Ok, here's the deal. It's way too hot and buggy for me to want to go camping right now. But that doesn't mean I stay at home sitting on my hands waiting for cool weather to return. I just stay in a cabin or cottage or rental house instead of my camper. So! I decided it was time to take another look at Callaway Gardens in Pine Mountain. I did that and will put a link to those photos at the end of this post.
On the following day I decided to go check out Roosevelt State Park, since it was only a few miles up the road from where I was staying. The park is over 4 hours from my home, so it is very unlikely I will ever camp there....but I can still suss it out for you!
The Welcome Center, where you get your parking pass and maps and so on, is an old building and used to house a small tavern, and the rooms upstairs were rent out (they are now offices).
After getting my pass and map, I headed for the campground, which is on a small fishing lake. The sites near the lake are fantastic but very small--I thought maybe they were tent-only, but evidently not. This one might accommodate a 17" camper, with the car parked next to it on the other side of the picnic table.
That's site 113. The site numbers are probably less important if this park is like other GA parks and you cannot reserve a specific site.
Here's another small one--fantastic view but could be a problem for almost any size RV, but a tent would work.
This campground has 3 sections. Those lake sites are pretty far from the bathhouse. Moving away from the lake, we come to a more woodsy site, which is also roomier.
By the way, although this was a hot day, it was surprisingly breezy, and bug-free, in the campground. Staying in the second section, this site, 212, was quite large, certainly suitable for a large bus-type RV.
There is a nice, lit picnic pavilion in the center of this section.
Here is a view of the campground from across the lake.
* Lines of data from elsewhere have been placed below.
//! Process-wide engine initialization.
//!
//! The native engine is initialized exactly once per process, before the
//! first `start()`, and never again for later start/stop cycles. This is an
//! explicit, checked initializer rather than a static constructor: callers
//! decide when it runs and see its error.

use std::fmt::Display;
use std::time::Instant;

use parking_lot::{const_mutex, Mutex};

use crate::error::{BridgeError, BridgeResult};

enum EngineState {
    Uninitialized,
    Ready { initialized_at: Instant },
}

static ENGINE: Mutex<EngineState> = const_mutex(EngineState::Uninitialized);

/// Runs `init` if the engine has not been initialized in this process.
///
/// Returns `Ok(true)` if this call performed the initialization and
/// `Ok(false)` if it had already happened (in which case `init` is not run).
/// Concurrent callers are serialized; exactly one of them runs `init`.
///
/// # Errors
///
/// Returns [`BridgeError::EngineInit`] if `init` fails. The engine stays
/// uninitialized, so a later call may retry.
pub fn initialize<F, E>(init: F) -> BridgeResult<bool>
where
    F: FnOnce() -> Result<(), E>,
    E: Display,
{
    let mut state = ENGINE.lock();
    if let EngineState::Ready { initialized_at } = *state {
        tracing::debug!(
            since_ms = initialized_at.elapsed().as_millis() as u64,
            "engine already initialized; skipping"
        );
        return Ok(false);
    }

    match init() {
        Ok(()) => {
            *state = EngineState::Ready {
                initialized_at: Instant::now(),
            };
            tracing::info!("engine initialized");
            Ok(true)
        }
        Err(e) => {
            tracing::error!(error = %e, "engine initialization failed");
            Err(BridgeError::EngineInit(e.to_string()))
        }
    }
}

/// True once [`initialize`] has succeeded in this process.
#[must_use]
pub fn is_initialized() -> bool {
    matches!(*ENGINE.lock(), EngineState::Ready { .. })
}

/// Fails unless the engine is initialized.
///
/// # Errors
///
/// Returns [`BridgeError::EngineNotInitialized`].
pub fn ensure_initialized() -> BridgeResult<()> {
    if is_initialized() {
        Ok(())
    } else {
        Err(BridgeError::EngineNotInitialized)
    }
}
Now, here's something very great. Twelve miles down the road is Franklin Roosevelt's Little White House, where he (and often Eleanor and some of their kids) spent some time. To be honest, I have never had any particular interest in FDR. But, it was early in the day and I'd already been to the gardens, and I could get into the Little White House with my pass, so I headed out that way. To get there from the park, you drive over a mountain pass. Here's a view from one of the little turnouts they have provided:
I want to stress that I had no great expectations regarding this side trip. I turned out to be mistaken. The first thing you see when you get past the place where you enter is their museum. There is a wealth of information about Franklin and Eleanor in there, as well as two of his cars (I can tell you from personal experience that if you really, really just have to touch, say, the blue one, no alarms will go off....just in case you wonder about that...). It's well worth it to look at all the photos and read all the informational signs they have up.
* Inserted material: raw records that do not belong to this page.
//! # Tether Core
//!
//! The two choke points between a host UI thread and a native execution loop:
//!
//! - [`EventQueue`]: every lifecycle, surface and input notification the UI
//!   side produces, in order, consumed exactly once by the loop.
//! - [`SurfaceHandle`]: the one shared view of the current drawable target.
//!
//! ## Architecture
//!
//! ```text
//! ┌──────────────┐   push()    ┌──────────────┐  drain_all()  ┌──────────────┐
//! │  UI thread   │────────────>│  EventQueue  │──────────────>│  Execution   │
//! │ (host shell) │             └──────────────┘               │    loop      │
//! │              │                                            │              │
//! │              │<── SurfaceRelease ───────────────────────── │ bind/unbind  │
//! └──────────────┘                                            └──────┬───────┘
//!                                                                    │
//!                                                             ┌──────▼───────┐
//!                                                             │SurfaceHandle │
//!                                                             └──────────────┘
//! ```
//!
//! Nothing else is shared. No thread is spawned by this crate.

#![deny(missing_docs)]
#![deny(unsafe_code)]
#![deny(clippy::all)]
#![warn(clippy::pedantic)]
#![deny(clippy::perf)]

pub mod event;
pub mod surface;
pub mod sync;

pub use event::{
    Event, EventKind, InputEvent, LifecycleState, TouchInput, TouchPhase, UnknownTouchAction,
};
pub use surface::{NativeWindow, Surface, SurfaceSize};
pub use sync::{coalesce_resizes, EventQueue, QueueStats, SurfaceHandle, SurfaceRelease};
Ok, so you then leave there and have some choices of things to look at. Given the heat of the day, I headed right for the guest house and the servant's quarters, which you pass on the way to the Little White House. Both of these are interesting--you go in, and they have large glass doors closing off the actual rooms, but you can clearly see in. Also, there are actual furnishings just sitting there, such as a couch, with a sign on it not to touch it or sit on it. But it's the actual couch that was there when all this was in use. There is some information about the 2 servants that stayed there when FDR was there.
Then, through the Bump Gate (ask the ranger about that) and down to the Little White House itself (and it is little).
This has been left exactly as it was when FDR died there. Everybody just left. While you can't wander around and sit on his couch and so on, only those velvet cord things separate you from the rooms--and in the kitchen, you can touch the stove and counters and many other things. The ranger told me about how when FDR was declared dead, his cook, Daisy Bonner, unplugged the clock on the stove. And there it is, forever stopped at 3:36. You can touch the clock, pick it up (I didn't, though)--I've never seen things this accessible at any historic site before. Daisy wrote a note on the wall in pencil after FDR died--they have put that behind plexiglass, but it's readable.
Here's the living room. FDR was sitting at that card table having his portrait painted and working on something when he collapsed.
This sign is in his bedroom:
And here is the room, with the sign by the bed.
Back in the living room, you can see the scratches on the glass of the front door made by Fala's nails (his Scottish terrier), and Fala's chain leash hanging in a closet.
If you are going to camp at the state park, I strongly urge you to take the drive down the road to see the Little White House. And if you don't think you care that much about FDR, you might be surprised after seeing all this.
Oh, here's the link to my photos from Callaway Gardens, which is also within a few miles of the state park, and also a great place to visit:
I'll be back when I get back to camping, or when I can show you a campground that I haven't covered, even if I'm not camping there--which ever comes first!